Look for "Option" in each line of the entries, and return the matching lines.

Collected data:
══════════
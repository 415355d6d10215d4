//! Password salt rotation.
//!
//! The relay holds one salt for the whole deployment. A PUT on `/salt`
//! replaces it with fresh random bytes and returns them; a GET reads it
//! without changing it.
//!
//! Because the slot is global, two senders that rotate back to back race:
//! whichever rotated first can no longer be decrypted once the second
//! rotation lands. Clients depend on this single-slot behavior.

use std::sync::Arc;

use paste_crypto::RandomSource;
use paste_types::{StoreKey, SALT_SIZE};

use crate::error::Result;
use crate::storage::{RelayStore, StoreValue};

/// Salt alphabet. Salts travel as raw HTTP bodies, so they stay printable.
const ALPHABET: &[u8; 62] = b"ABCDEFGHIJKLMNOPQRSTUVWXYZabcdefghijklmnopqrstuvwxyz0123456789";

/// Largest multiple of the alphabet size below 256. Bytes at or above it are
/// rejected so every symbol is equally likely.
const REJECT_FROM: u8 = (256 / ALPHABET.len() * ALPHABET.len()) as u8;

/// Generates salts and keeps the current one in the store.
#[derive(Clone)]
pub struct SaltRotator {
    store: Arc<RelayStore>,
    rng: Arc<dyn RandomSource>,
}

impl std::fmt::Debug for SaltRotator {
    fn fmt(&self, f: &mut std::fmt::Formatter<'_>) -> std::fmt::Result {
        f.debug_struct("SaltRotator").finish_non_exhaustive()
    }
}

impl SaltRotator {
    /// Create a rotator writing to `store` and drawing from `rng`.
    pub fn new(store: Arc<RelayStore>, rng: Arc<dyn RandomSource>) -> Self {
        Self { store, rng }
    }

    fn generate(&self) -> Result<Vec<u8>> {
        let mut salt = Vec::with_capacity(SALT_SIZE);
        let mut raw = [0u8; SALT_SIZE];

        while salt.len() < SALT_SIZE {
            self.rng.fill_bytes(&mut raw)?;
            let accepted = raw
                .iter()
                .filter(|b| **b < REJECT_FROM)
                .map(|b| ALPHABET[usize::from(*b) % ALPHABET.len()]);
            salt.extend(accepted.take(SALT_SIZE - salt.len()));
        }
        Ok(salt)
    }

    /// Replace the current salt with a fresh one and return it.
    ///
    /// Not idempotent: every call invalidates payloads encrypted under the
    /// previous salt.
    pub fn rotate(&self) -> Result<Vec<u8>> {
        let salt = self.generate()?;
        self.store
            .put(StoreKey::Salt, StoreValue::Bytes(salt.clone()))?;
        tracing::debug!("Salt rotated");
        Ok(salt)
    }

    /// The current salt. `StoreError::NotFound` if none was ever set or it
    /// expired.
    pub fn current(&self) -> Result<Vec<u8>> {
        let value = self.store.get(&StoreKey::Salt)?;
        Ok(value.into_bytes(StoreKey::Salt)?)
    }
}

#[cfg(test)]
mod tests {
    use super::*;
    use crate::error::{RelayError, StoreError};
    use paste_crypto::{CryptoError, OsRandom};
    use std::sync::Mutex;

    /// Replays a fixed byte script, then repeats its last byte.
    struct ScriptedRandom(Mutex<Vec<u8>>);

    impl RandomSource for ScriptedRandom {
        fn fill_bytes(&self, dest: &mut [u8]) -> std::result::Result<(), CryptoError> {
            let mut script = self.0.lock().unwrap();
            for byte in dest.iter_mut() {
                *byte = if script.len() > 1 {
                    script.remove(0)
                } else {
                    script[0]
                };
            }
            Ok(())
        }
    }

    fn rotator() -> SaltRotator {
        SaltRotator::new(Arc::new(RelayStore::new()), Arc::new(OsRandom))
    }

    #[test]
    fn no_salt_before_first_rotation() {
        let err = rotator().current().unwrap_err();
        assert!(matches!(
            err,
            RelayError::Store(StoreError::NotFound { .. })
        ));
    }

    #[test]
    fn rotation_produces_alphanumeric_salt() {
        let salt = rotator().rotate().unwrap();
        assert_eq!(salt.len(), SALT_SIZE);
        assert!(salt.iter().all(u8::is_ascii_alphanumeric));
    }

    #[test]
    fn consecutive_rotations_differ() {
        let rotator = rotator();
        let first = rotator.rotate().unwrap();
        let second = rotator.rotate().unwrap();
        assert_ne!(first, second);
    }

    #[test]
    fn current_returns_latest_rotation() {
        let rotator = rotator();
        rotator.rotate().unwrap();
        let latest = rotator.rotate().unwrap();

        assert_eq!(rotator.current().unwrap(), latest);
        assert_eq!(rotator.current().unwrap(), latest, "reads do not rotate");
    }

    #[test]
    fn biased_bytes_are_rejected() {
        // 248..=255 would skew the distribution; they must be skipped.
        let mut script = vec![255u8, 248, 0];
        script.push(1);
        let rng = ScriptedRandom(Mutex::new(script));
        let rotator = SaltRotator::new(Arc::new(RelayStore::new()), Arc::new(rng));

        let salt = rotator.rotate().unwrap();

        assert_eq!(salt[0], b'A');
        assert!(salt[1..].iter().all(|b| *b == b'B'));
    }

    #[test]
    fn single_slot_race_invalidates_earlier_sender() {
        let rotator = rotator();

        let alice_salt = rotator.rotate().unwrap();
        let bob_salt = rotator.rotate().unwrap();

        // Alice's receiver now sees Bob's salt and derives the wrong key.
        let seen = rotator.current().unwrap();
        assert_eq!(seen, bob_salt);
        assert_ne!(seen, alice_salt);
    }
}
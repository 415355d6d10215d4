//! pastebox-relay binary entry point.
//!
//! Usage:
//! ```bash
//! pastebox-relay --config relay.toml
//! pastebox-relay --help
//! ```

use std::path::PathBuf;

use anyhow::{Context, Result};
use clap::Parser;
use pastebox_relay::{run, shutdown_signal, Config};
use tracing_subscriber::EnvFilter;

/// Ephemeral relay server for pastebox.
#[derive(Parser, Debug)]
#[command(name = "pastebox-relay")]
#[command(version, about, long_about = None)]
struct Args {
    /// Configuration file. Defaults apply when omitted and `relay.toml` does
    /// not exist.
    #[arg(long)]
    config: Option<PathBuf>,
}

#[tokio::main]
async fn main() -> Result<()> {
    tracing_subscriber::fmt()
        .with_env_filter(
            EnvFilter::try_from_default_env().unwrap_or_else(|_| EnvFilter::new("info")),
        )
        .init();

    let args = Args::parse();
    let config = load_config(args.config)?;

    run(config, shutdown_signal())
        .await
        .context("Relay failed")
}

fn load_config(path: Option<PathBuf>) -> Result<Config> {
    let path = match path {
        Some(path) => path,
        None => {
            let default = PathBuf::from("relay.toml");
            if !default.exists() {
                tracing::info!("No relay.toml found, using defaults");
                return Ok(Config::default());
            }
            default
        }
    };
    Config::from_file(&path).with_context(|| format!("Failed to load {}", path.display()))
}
══════════
### [THE COMPLETED TASK]
    config: Option<PathBuf>,
fn load_config(path: Option<PathBuf>) -> Result<Config> {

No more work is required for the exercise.